Аптекарь вытер рот, схватил меня за руку и втолкнул обратно в повозку, приказав кучеру:
— Немедленно отвези мадам в клинику доктора Каттано.
В тот момент я действительно поверила, что он упрячет меня в психиатрическую лечебницу, и потеряла всякую надежду играть в «Билете на постой» этим вечером!..
Но, нет! Тот аптекарь был прав. Доктор оказался обаятельным меценатом, который разместил на своём собственном участке огромный закрытый ангар, служащий помещением для проведения торжеств и праздников, а также обителью для странствующих. Места там были дешёвыми, но не покидало ощущение временности всего этого. Гримёркой для женщин служила маленькая конюшня, шляпные картонки, сундуки, кофры усеивали земляной пол, а разбуженный светом осёл невозмутимо наблюдал за шестью дамами, которые были в основном в cache-corset (предмет женского нижнего белья, который носили между корсетом и платьем, он сглаживал силуэт самого корсета и защищал его от повреждения. — Прим. перев.). В мужской гримёрке находился электромотор. В оштукатуренном коридоре дружеские руки, с трудом открывшие мой чемодан, по-братски протянули мне мою одежду.

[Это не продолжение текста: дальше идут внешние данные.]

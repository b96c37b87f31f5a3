use fleetgate::config::Config;
use fleetgate::fallback::{PKG_NAME, VERSION};
use fleetgate::fleet::ComposeCli;
use fleetgate::lifecycle::{shutdown_signal, Gateway};
use fleetgate::notifier;
use std::path::PathBuf;
use std::sync::Arc;
use tracing::{error, info};
use tracing_subscriber::EnvFilter;

#[tokio::main]
async fn main() -> anyhow::Result<()> {
    init_logging();

    // A config file path may be given as the first argument; otherwise the
    // environment is used
    let config = match std::env::args().nth(1).map(PathBuf::from) {
        Some(path) => {
            let config = Config::load(&path).map_err(|e| {
                error!(path = %path.display(), error = %e, "Failed to load configuration");
                e
            })?;
            info!(path = %path.display(), "Configuration loaded");
            config
        }
        None => {
            let config = Config::from_env().map_err(|e| {
                error!(error = %e, "Invalid configuration in environment");
                e
            })?;
            info!("Configuration loaded from environment");
            config
        }
    };

    print_startup_banner(&config);

    let notifier = notifier::from_config(&config.alert)?;
    let orchestrator = Arc::new(ComposeCli::new(config.fleet.compose_command.clone()));

    let gateway = Gateway::new(config, orchestrator, notifier);
    gateway.run(shutdown_signal()).await
}

/// `LOG_FORMAT=json` switches to one JSON object per line
fn init_logging() {
    let filter = EnvFilter::from_default_env()
        .add_directive("fleetgate=info".parse().expect("valid log directive"));

    let json = std::env::var("LOG_FORMAT")
        .map(|v| v.eq_ignore_ascii_case("json"))
        .unwrap_or(false);

    if json {
        tracing_subscriber::fmt()
            .json()
            .with_env_filter(filter)
            .init();
    } else {
        tracing_subscriber::fmt().with_env_filter(filter).init();
    }
}

fn print_startup_banner(config: &Config) {
    info!("========================================");
    info!("  {} v{}", PKG_NAME, VERSION);
    info!("========================================");
    info!(
        bind = %config.server.bind,
        port = config.server.port,
        metrics_port = config.server.metrics_port,
        "Gateway settings"
    );
    info!(
        manifest = %config.fleet.manifest_path.display(),
        scaling_factor = config.fleet.scaling_factor,
        compose = %config.fleet.compose_command,
        "Fleet settings"
    );
    info!(
        interval_secs = config.health.interval_secs,
        failure_threshold = config.breaker.failure_threshold,
        recovery_timeout_secs = config.breaker.recovery_timeout_secs,
        alerts_enabled = config.alert.enabled,
        "Supervision settings"
    );
    for route in &config.routes {
        info!(backend = %route.name, port = route.port, "Route: /{}", route.name);
    }
}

А когда вышла на сцену, я увидела то, чего, вероятно, никогда больше не увижу, подумала, что грежу — ложа бельэтажа, прямо передо мной, была столовой Генриха II!
Доктор-меценат для своего удобства построил напротив собственного дома зал для празднеств. Из своих окон он мог наблюдать за всеми представлениями.
За полным оркестром, в метре над красивым рядом балконных кресел, заполненных дамами в нарядных платьях, открывался широкий проём, сквозь который мы увидели, словно в рамке, любезного Мсьё, окружённого с севера буфетом, с запада — сервантом, обедающего со своими приглашёнными, а также кухарку в белом фартуке, деловитую и сияющую, что ставила соусник под бронзовую крышку клош с тюльпанами.